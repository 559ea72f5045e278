use chrono::{DateTime, Utc};
use serde::{Deserialize, Serialize};

use super::{to_body, Query};
use crate::client::ClickUpClient;
use crate::error::{ClientError, Result};
use crate::http::ApiRequest;
use crate::models::{Comment, CommentBlock};

#[derive(Deserialize)]
struct Comments {
    #[serde(default)]
    comments: Vec<Comment>,
}

/// A comment to post. Needs plain text, rich blocks, or both.
#[derive(Debug, Clone, Serialize)]
pub struct NewComment {
    #[serde(skip_serializing_if = "Option::is_none")]
    pub comment_text: Option<String>,
    #[serde(rename = "comment", skip_serializing_if = "Vec::is_empty")]
    pub blocks: Vec<CommentBlock>,
    #[serde(skip_serializing_if = "Option::is_none")]
    pub assignee: Option<i64>,
    #[serde(skip_serializing_if = "Option::is_none")]
    pub group_assignee: Option<String>,
    pub notify_all: bool,
}

impl NewComment {
    pub fn text(text: impl Into<String>) -> Self {
        Self {
            comment_text: Some(text.into()),
            ..Self::blocks(Vec::new())
        }
    }

    pub fn blocks(blocks: Vec<CommentBlock>) -> Self {
        Self {
            comment_text: None,
            blocks,
            assignee: None,
            group_assignee: None,
            notify_all: true,
        }
    }

    fn validate(&self) -> Result<()> {
        let has_text = self.comment_text.as_deref().is_some_and(|text| !text.is_empty());
        if has_text || !self.blocks.is_empty() {
            Ok(())
        } else {
            Err(ClientError::validation("Either comment_text or comment blocks must be supplied"))
        }
    }
}

#[derive(Debug, Clone, Default, Serialize)]
pub struct UpdateComment {
    #[serde(skip_serializing_if = "Option::is_none")]
    pub comment_text: Option<String>,
    #[serde(rename = "comment", skip_serializing_if = "Vec::is_empty")]
    pub blocks: Vec<CommentBlock>,
    #[serde(skip_serializing_if = "Option::is_none")]
    pub assignee: Option<i64>,
    #[serde(skip_serializing_if = "Option::is_none")]
    pub resolved: Option<bool>,
}

impl ClickUpClient {
    pub fn get_task_comments(&self, task_id: &str) -> Result<Vec<Comment>> {
        self.comments(format!("task/{task_id}/comment"))
    }

    pub fn get_list_comments(&self, list_id: &str) -> Result<Vec<Comment>> {
        self.comments(format!("list/{list_id}/comment"))
    }

    /// Chat view comments, newest first. ClickUp returns 25 per call; pass
    /// the oldest comment's date and id to page backwards.
    pub fn get_chat_comments(
        &self,
        view_id: &str,
        start: Option<DateTime<Utc>>,
        start_id: Option<&str>,
    ) -> Result<Vec<Comment>> {
        let uri = Query::new()
            .time("start", start)
            .opt("start_id", start_id)
            .apply(format!("view/{view_id}/comment"));
        self.comments(uri)
    }

    /// Replies to a comment.
    pub fn get_threaded_comments(&self, comment_id: &str) -> Result<Vec<Comment>> {
        self.comments(format!("comment/{comment_id}/reply"))
    }

    pub fn create_task_comment(&self, task_id: &str, comment: &NewComment) -> Result<Comment> {
        self.post_comment(format!("task/{task_id}/comment"), comment)
    }

    pub fn create_chat_comment(&self, view_id: &str, comment: &NewComment) -> Result<Comment> {
        self.post_comment(format!("view/{view_id}/comment"), comment)
    }

    pub fn create_threaded_comment(&self, comment_id: &str, comment: &NewComment) -> Result<Comment> {
        self.post_comment(format!("comment/{comment_id}/reply"), comment)
    }

    pub fn update_comment(&self, comment_id: &str, update: &UpdateComment) -> Result<()> {
        self.send(ApiRequest::put(format!("comment/{comment_id}")).json(to_body(update)?))
    }

    pub fn delete_comment(&self, comment_id: &str) -> Result<()> {
        self.send(ApiRequest::delete(format!("comment/{comment_id}")))
    }

    fn comments(&self, uri: String) -> Result<Vec<Comment>> {
        let comments: Comments = self.fetch(ApiRequest::get(uri))?;
        Ok(comments.comments)
    }

    fn post_comment(&self, uri: String, comment: &NewComment) -> Result<Comment> {
        comment.validate()?;
        self.fetch(ApiRequest::post(uri).json(to_body(comment)?))
    }
}

#[cfg(test)]
mod tests {
    use chrono::TimeZone;
    use serde_json::json;

    use super::*;
    use crate::error::ErrorKind;
    use crate::testing::{json_response, ManualClock, ScriptedTransport, NOW};

    fn client(transport: &ScriptedTransport) -> ClickUpClient {
        ClickUpClient::builder("pk_test")
            .transport(transport.clone())
            .clock(ManualClock::new(NOW))
            .build()
    }

    #[test]
    fn comment_without_content_is_rejected_before_sending() {
        let transport = ScriptedTransport::new(vec![]);
        let client = client(&transport);
        let empty = NewComment::blocks(Vec::new());
        for result in [
            client.create_task_comment("9hz", &empty),
            client.create_chat_comment("3c-105", &empty),
            client.create_threaded_comment("458", &NewComment::text("")),
        ] {
            assert_eq!(result.unwrap_err().kind(), ErrorKind::Validation);
        }
        assert_eq!(transport.calls(), 0);
    }

    #[test]
    fn create_task_comment_body_and_response() {
        let transport = ScriptedTransport::new(vec![json_response(
            200,
            json!({"id": 458, "hist_id": "26508", "date": 1568036964079i64}),
        )]);
        let created = client(&transport)
            .create_task_comment("9hz", &NewComment::text("Task comment content"))
            .unwrap();
        assert_eq!(created.id.as_deref(), Some("458"));
        assert_eq!(created.date.as_deref(), Some("1568036964079"));
        assert_eq!(
            transport.json_body(0),
            json!({"comment_text": "Task comment content", "notify_all": true})
        );
    }

    #[test]
    fn rich_blocks_are_sent_as_comment() {
        let transport = ScriptedTransport::new(vec![json_response(200, json!({"id": "1"}))]);
        let comment = NewComment {
            assignee: Some(183),
            ..NewComment::blocks(vec![CommentBlock::text("hello "), CommentBlock::text("world")])
        };
        client(&transport).create_threaded_comment("458", &comment).unwrap();
        assert!(transport.requests()[0].url.ends_with("/comment/458/reply"));
        assert_eq!(
            transport.json_body(0),
            json!({"comment": [{"text": "hello "}, {"text": "world"}], "assignee": 183, "notify_all": true})
        );
    }

    #[test]
    fn chat_comments_page_from_start() {
        let transport = ScriptedTransport::new(vec![json_response(200, json!({"comments": [{"id": "1"}]}))]);
        let start = Utc.timestamp_millis_opt(1_568_036_964_079).unwrap();
        let comments = client(&transport)
            .get_chat_comments("3c-105", Some(start), Some("458"))
            .unwrap();
        assert_eq!(comments.len(), 1);
        assert!(transport.requests()[0]
            .url
            .ends_with("/view/3c-105/comment?start=1568036964079&start_id=458"));
    }

    #[test]
    fn update_comment_resolves() {
        let transport = ScriptedTransport::new(vec![json_response(200, json!({}))]);
        let update = UpdateComment {
            resolved: Some(true),
            ..UpdateComment::default()
        };
        client(&transport).update_comment("458", &update).unwrap();
        assert_eq!(transport.json_body(0), json!({"resolved": true}));
    }
}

★ ★ ★ ★

GOAL OF THE EXERCISE: Could you write out all the records exactly, please?

ANSWER BELOW:
repository 559ea72f5045e278
use chrono::{DateTime, Utc};
use serde::{Deserialize, Serialize};

use super::{to_body, Query};
use crate::client::ClickUpClient;
use crate::error::{ClientError, Result};
use crate::http::ApiRequest;
use crate::models::{Comment, CommentBlock};

#[derive(Deserialize)]
struct Comments {
    #[serde(default)]
    comments: Vec<Comment>,
}

/// A comment to post. Needs plain text, rich blocks, or both.
#[derive(Debug, Clone, Serialize)]
pub struct NewComment {
    #[serde(skip_serializing_if = "Option::is_none")]
    pub comment_text: Option<String>,
    #[serde(rename = "comment", skip_serializing_if = "Vec::is_empty")]
    pub blocks: Vec<CommentBlock>,
    #[serde(skip_serializing_if = "Option::is_none")]
    pub assignee: Option<i64>,
    #[serde(skip_serializing_if = "Option::is_none")]
    pub group_assignee: Option<String>,
    pub notify_all: bool,
}

impl NewComment {
    pub fn text(text: impl Into<String>) -> Self {
        Self {
            comment_text: Some(text.into()),
            ..Self::blocks(Vec::new())
        }
    }

    pub fn blocks(blocks: Vec<CommentBlock>) -> Self {
        Self {
            comment_text: None,
            blocks,
            assignee: None,
            group_assignee: None,
            notify_all: true,
        }
    }

    fn validate(&self) -> Result<()> {
        let has_text = self.comment_text.as_deref().is_some_and(|text| !text.is_empty());
        if has_text || !self.blocks.is_empty() {
            Ok(())
        } else {
            Err(ClientError::validation("Either comment_text or comment blocks must be supplied"))
        }
    }
}

#[derive(Debug, Clone, Default, Serialize)]
pub struct UpdateComment {
    #[serde(skip_serializing_if = "Option::is_none")]
    pub comment_text: Option<String>,
    #[serde(rename = "comment", skip_serializing_if = "Vec::is_empty")]
    pub blocks: Vec<CommentBlock>,
    #[serde(skip_serializing_if = "Option::is_none")]
    pub assignee: Option<i64>,
    #[serde(skip_serializing_if = "Option::is_none")]
    pub resolved: Option<bool>,
}

impl ClickUpClient {
    pub fn get_task_comments(&self, task_id: &str) -> Result<Vec<Comment>> {
        self.comments(format!("task/{task_id}/comment"))
    }

    pub fn get_list_comments(&self, list_id: &str) -> Result<Vec<Comment>> {
        self.comments(format!("list/{list_id}/comment"))
    }

    /// Chat view comments, newest first. ClickUp returns 25 per call; pass
    /// the oldest comment's date and id to page backwards.
    pub fn get_chat_comments(
        &self,
        view_id: &str,
        start: Option<DateTime<Utc>>,
        start_id: Option<&str>,
    ) -> Result<Vec<Comment>> {
        let uri = Query::new()
            .time("start", start)
            .opt("start_id", start_id)
            .apply(format!("view/{view_id}/comment"));
        self.comments(uri)
    }

    /// Replies to a comment.
    pub fn get_threaded_comments(&self, comment_id: &str) -> Result<Vec<Comment>> {
        self.comments(format!("comment/{comment_id}/reply"))
    }

    pub fn create_task_comment(&self, task_id: &str, comment: &NewComment) -> Result<Comment> {
        self.post_comment(format!("task/{task_id}/comment"), comment)
    }

    pub fn create_chat_comment(&self, view_id: &str, comment: &NewComment) -> Result<Comment> {
        self.post_comment(format!("view/{view_id}/comment"), comment)
    }

    pub fn create_threaded_comment(&self, comment_id: &str, comment: &NewComment) -> Result<Comment> {
        self.post_comment(format!("comment/{comment_id}/reply"), comment)
    }

    pub fn update_comment(&self, comment_id: &str, update: &UpdateComment) -> Result<()> {
        self.send(ApiRequest::put(format!("comment/{comment_id}")).json(to_body(update)?))
    }

    pub fn delete_comment(&self, comment_id: &str) -> Result<()> {
        self.send(ApiRequest::delete(format!("comment/{comment_id}")))
    }

    fn comments(&self, uri: String) -> Result<Vec<Comment>> {
        let comments: Comments = self.fetch(ApiRequest::get(uri))?;
        Ok(comments.comments)
    }

    fn post_comment(&self, uri: String, comment: &NewComment) -> Result<Comment> {
        comment.validate()?;
        self.fetch(ApiRequest::post(uri).json(to_body(comment)?))
    }
}

#[cfg(test)]
mod tests {
    use chrono::TimeZone;
    use serde_json::json;

    use super::*;
    use crate::error::ErrorKind;
    use crate::testing::{json_response, ManualClock, ScriptedTransport, NOW};

    fn client(transport: &ScriptedTransport) -> ClickUpClient {
        ClickUpClient::builder("pk_test")
            .transport(transport.clone())
            .clock(ManualClock::new(NOW))
            .build()
    }

    #[test]
    fn comment_without_content_is_rejected_before_sending() {
        let transport = ScriptedTransport::new(vec![]);
        let client = client(&transport);
        let empty = NewComment::blocks(Vec::new());
        for result in [
            client.create_task_comment("9hz", &empty),
            client.create_chat_comment("3c-105", &empty),
            client.create_threaded_comment("458", &NewComment::text("")),
        ] {
            assert_eq!(result.unwrap_err().kind(), ErrorKind::Validation);
        }
        assert_eq!(transport.calls(), 0);
    }

    #[test]
    fn create_task_comment_body_and_response() {
        let transport = ScriptedTransport::new(vec![json_response(
            200,
            json!({"id": 458, "hist_id": "26508", "date": 1568036964079i64}),
        )]);
        let created = client(&transport)
            .create_task_comment("9hz", &NewComment::text("Task comment content"))
            .unwrap();
        assert_eq!(created.id.as_deref(), Some("458"));
        assert_eq!(created.date.as_deref(), Some("1568036964079"));
        assert_eq!(
            transport.json_body(0),
            json!({"comment_text": "Task comment content", "notify_all": true})
        );
    }

    #[test]
    fn rich_blocks_are_sent_as_comment() {
        let transport = ScriptedTransport::new(vec![json_response(200, json!({"id": "1"}))]);
        let comment = NewComment {
            assignee: Some(183),
            ..NewComment::blocks(vec![CommentBlock::text("hello "), CommentBlock::text("world")])
        };
        client(&transport).create_threaded_comment("458", &comment).unwrap();
        assert!(transport.requests()[0].url.ends_with("/comment/458/reply"));
        assert_eq!(
            transport.json_body(0),
            json!({"comment": [{"text": "hello "}, {"text": "world"}], "assignee": 183, "notify_all": true})
        );
    }

    #[test]
    fn chat_comments_page_from_start() {
        let transport = ScriptedTransport::new(vec![json_response(200, json!({"comments": [{"id": "1"}]}))]);
        let start = Utc.timestamp_millis_opt(1_568_036_964_079).unwrap();
        let comments = client(&transport)
            .get_chat_comments("3c-105", Some(start), Some("458"))
            .unwrap();
        assert_eq!(comments.len(), 1);
        assert!(transport.requests()[0]
            .url
            .ends_with("/view/3c-105/comment?start=1568036964079&start_id=458"));
    }

    #[test]
    fn update_comment_resolves() {
        let transport = ScriptedTransport::new(vec![json_response(200, json!({}))]);
        let update = UpdateComment {
            resolved: Some(true),
            ..UpdateComment::default()
        };
        client(&transport).update_comment("458", &update).unwrap();
        assert_eq!(transport.json_body(0), json!({"resolved": true}));
    }
}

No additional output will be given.